織田信長の命で一色氏を滅ぼした功により丹後国を与えられた細川藤孝が築いた城で、本能寺の変の後、藤孝が出家して田辺城に移ったことにより細川忠興の居城となりました。関ケ原の戦いの後は京極高知氏が入り、京極高広が近世城郭として完成させ、京極氏が改易されると譜代大名が再三入れ替わって、本庄松平氏が七代続き明治を迎えました。
大手川東岸に位置し、本丸、二の丸、三の丸からなる平城(海城)で、市街化により地表面に遺構はほとんど見られませんが、発掘調査では石垣や礎石建物などが確認されています。
大手川ふれあい広場の駐車場に車を駐めて登城開始。広場から見ると、外堀代わりの大手川沿いに復元された石垣と土塀が続いており、なかなか風情があります。広場には、カトリック宮津教会を背景に、細川忠興と共に宮津城で暮らしていた細川玉(後のガラシャ)の像が建てられており、柳縄手の武家屋敷の長屋門(大村邸跡)が遺っています。時季的に葉桜でしたが、細川藤孝にちなんだ「宮津の幽斎桜」も植えられていました。

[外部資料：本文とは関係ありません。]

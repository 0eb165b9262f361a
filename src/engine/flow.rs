use tracing::debug;

use crate::domain::{AnswerMap, Field, FieldId, Form, Submission};

use super::steps::{self, FormStep};
use super::validation::{self, FieldIssue};
use super::condition;

/// What happens to answers of fields that a condition just hid.
///
/// `Retain` matches the original observed behavior: stale answers survive and
/// ship in the submission. `Clear` drops an answer the moment its field stops
/// being visible.
#[derive(Debug, Clone, Copy, PartialEq, Eq, Default)]
pub enum HiddenAnswerPolicy {
    #[default]
    Retain,
    Clear,
}

/// Result of a `next` transition.
#[derive(Debug, Clone, PartialEq)]
pub enum StepOutcome {
    Advanced,
    /// Validation failed; still on the same step, with this many issues.
    Stayed(usize),
    Submitted(Submission),
}

/// The public renderer's engine: walks a read-only form snapshot step by step,
/// collecting answers and validating on every forward transition.
///
/// `Submitted` is terminal; exactly one submission is produced and later
/// `next` calls are no-ops.
#[derive(Debug)]
pub struct FillFlow {
    form: Form,
    answers: AnswerMap,
    step: usize,
    completed: Vec<bool>,
    submitted: bool,
    issues: Vec<FieldIssue>,
    policy: HiddenAnswerPolicy,
}

impl FillFlow {
    pub fn start(form: Form) -> Self {
        let step_count = steps::step_count(&form.fields);
        Self {
            form,
            answers: AnswerMap::new(),
            step: 0,
            completed: vec![false; step_count],
            submitted: false,
            issues: Vec::new(),
            policy: HiddenAnswerPolicy::default(),
        }
    }

    pub fn with_policy(mut self, policy: HiddenAnswerPolicy) -> Self {
        self.policy = policy;
        self
    }

    pub fn form(&self) -> &Form {
        &self.form
    }

    pub fn answers(&self) -> &AnswerMap {
        &self.answers
    }

    pub fn step_count(&self) -> usize {
        self.completed.len()
    }

    /// Zero-based index of the step being shown.
    pub fn current_step(&self) -> usize {
        self.step
    }

    pub fn is_last_step(&self) -> bool {
        self.step + 1 == self.step_count()
    }

    pub fn is_submitted(&self) -> bool {
        self.submitted
    }

    pub fn step_completed(&self, index: usize) -> bool {
        self.completed.get(index).copied().unwrap_or(false)
    }

    pub fn steps(&self) -> Vec<FormStep<'_>> {
        steps::partition(&self.form.fields)
    }

    /// Fields of the current step whose show condition holds right now.
    pub fn visible_fields(&self) -> Vec<&Field> {
        let partitioned = steps::partition(&self.form.fields);
        let Some(step) = partitioned.into_iter().nth(self.step) else {
            return Vec::new();
        };
        step.fields
            .into_iter()
            .filter(|field| {
                condition::evaluate_for(&self.form.fields, &field.show_condition, &self.answers)
            })
            .collect()
    }

    pub fn answer(&self, field_id: FieldId) -> &str {
        self.answers.get(&field_id).map(String::as_str).unwrap_or("")
    }

    pub fn issues(&self) -> &[FieldIssue] {
        &self.issues
    }

    pub fn issue_for(&self, field_id: FieldId) -> Option<&str> {
        self.issues
            .iter()
            .find(|issue| issue.field_id == field_id)
            .map(|issue| issue.message.as_str())
    }

    /// Record an answer and clear any stale issue on that field.
    pub fn set_answer(&mut self, field_id: FieldId, value: impl Into<String>) {
        if self.submitted {
            return;
        }
        self.answers.insert(field_id, value.into());
        self.issues.retain(|issue| issue.field_id != field_id);
        if self.policy == HiddenAnswerPolicy::Clear {
            self.drop_hidden_answers();
        }
    }

    /// Validate the visible fields of this step; advance, or submit from the
    /// last step after re-validating the entire visible field set.
    pub fn next(&mut self) -> StepOutcome {
        if self.submitted {
            return StepOutcome::Stayed(0);
        }
        let step_fields: Vec<FieldId> = {
            let partitioned = steps::partition(&self.form.fields);
            match partitioned.get(self.step) {
                Some(step) => step.fields.iter().map(|field| field.id).collect(),
                None => Vec::new(),
            }
        };
        self.issues = validation::validate_fields(
            &self.form.fields,
            self.form
                .fields
                .iter()
                .filter(|field| step_fields.contains(&field.id)),
            &self.answers,
        );
        if !self.issues.is_empty() {
            return StepOutcome::Stayed(self.issues.len());
        }

        if self.is_last_step() {
            // Final gate: the whole visible field set, across all steps.
            self.issues =
                validation::validate_fields(&self.form.fields, self.form.fields.iter(), &self.answers);
            if !self.issues.is_empty() {
                return StepOutcome::Stayed(self.issues.len());
            }
            self.completed[self.step] = true;
            self.submitted = true;
            let submission = Submission::new(self.form.id, self.answers.clone());
            debug!(form = %self.form.id, answers = submission.answers.len(), "submitted");
            return StepOutcome::Submitted(submission);
        }

        self.completed[self.step] = true;
        self.step += 1;
        StepOutcome::Advanced
    }

    /// Move back one step. Never validates, never clears answers.
    pub fn back(&mut self) {
        if self.submitted || self.step == 0 {
            return;
        }
        self.step -= 1;
        self.issues.clear();
    }

    fn drop_hidden_answers(&mut self) {
        loop {
            let hidden: Vec<FieldId> = self
                .form
                .fields
                .iter()
                .filter(|field| {
                    !condition::evaluate_for(&self.form.fields, &field.show_condition, &self.answers)
                })
                .map(|field| field.id)
                .filter(|id| self.answers.contains_key(id))
                .collect();
            if hidden.is_empty() {
                break;
            }
            // Removing an answer can hide further dependents; iterate to a fixpoint.
            for id in hidden {
                self.answers.shift_remove(&id);
            }
        }
    }
}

中橋を渡って宮津小学校へ。小学校の敷地はかつての藩校の跡地にあたり、宮津城の太鼓門が正門として移築されています。大手川沿いの東岸には白壁の土塀が続き、「しらかべのみち」として整備されています。駅前通りを東に進むと南側に一色稲荷社があり、一色義清自刃之処の石碑が建てられていました。細川忠興に謀殺された一色氏の怨念を恐れる思いが、城内に社を存続させたと考えられるんだとか。宮津武田病院北西隅の国道沿いには、宮津城の説明板と本丸くろがね門の袖石垣、大手橋の橋脚礎石、波止場の船つなぎ石が設置されています。国道を東に進むとたもの木が立っています。二の丸の北東隅に位置する樹齢300年超の古木で、国道整備や下水道整備の際にも、関係者の尽力により歩道や水路を迂回させて存続し、往時の姿を今に伝えています。
周辺では、宮津城から西南西に約11kmの後野愛宕神社には、本丸御殿の玄関が拝殿として移築されています。200段を超える石段を登った先に、古びてはいるものの立派な唐破風と京極氏の平四 つ目結紋を備えた拝殿が建っていました。また、宮津城から南南西に約3.5kmの盛林寺には、細川玉のもとに届けられた明智光秀の首級を葬ったと伝わる光秀の首塚があり、その隣には一色氏累代の供養塔も建てられていました(近年に建て替えられたのか新しい感じでしたが)。
宮津城の次は細川幽斎の隠居城、田辺城に行くつもりでしたが、瑞林寺に大きく寄り道したり、味土野への往復が思いのほか大変だったりで時間がなくなり、この日はここまでにしました。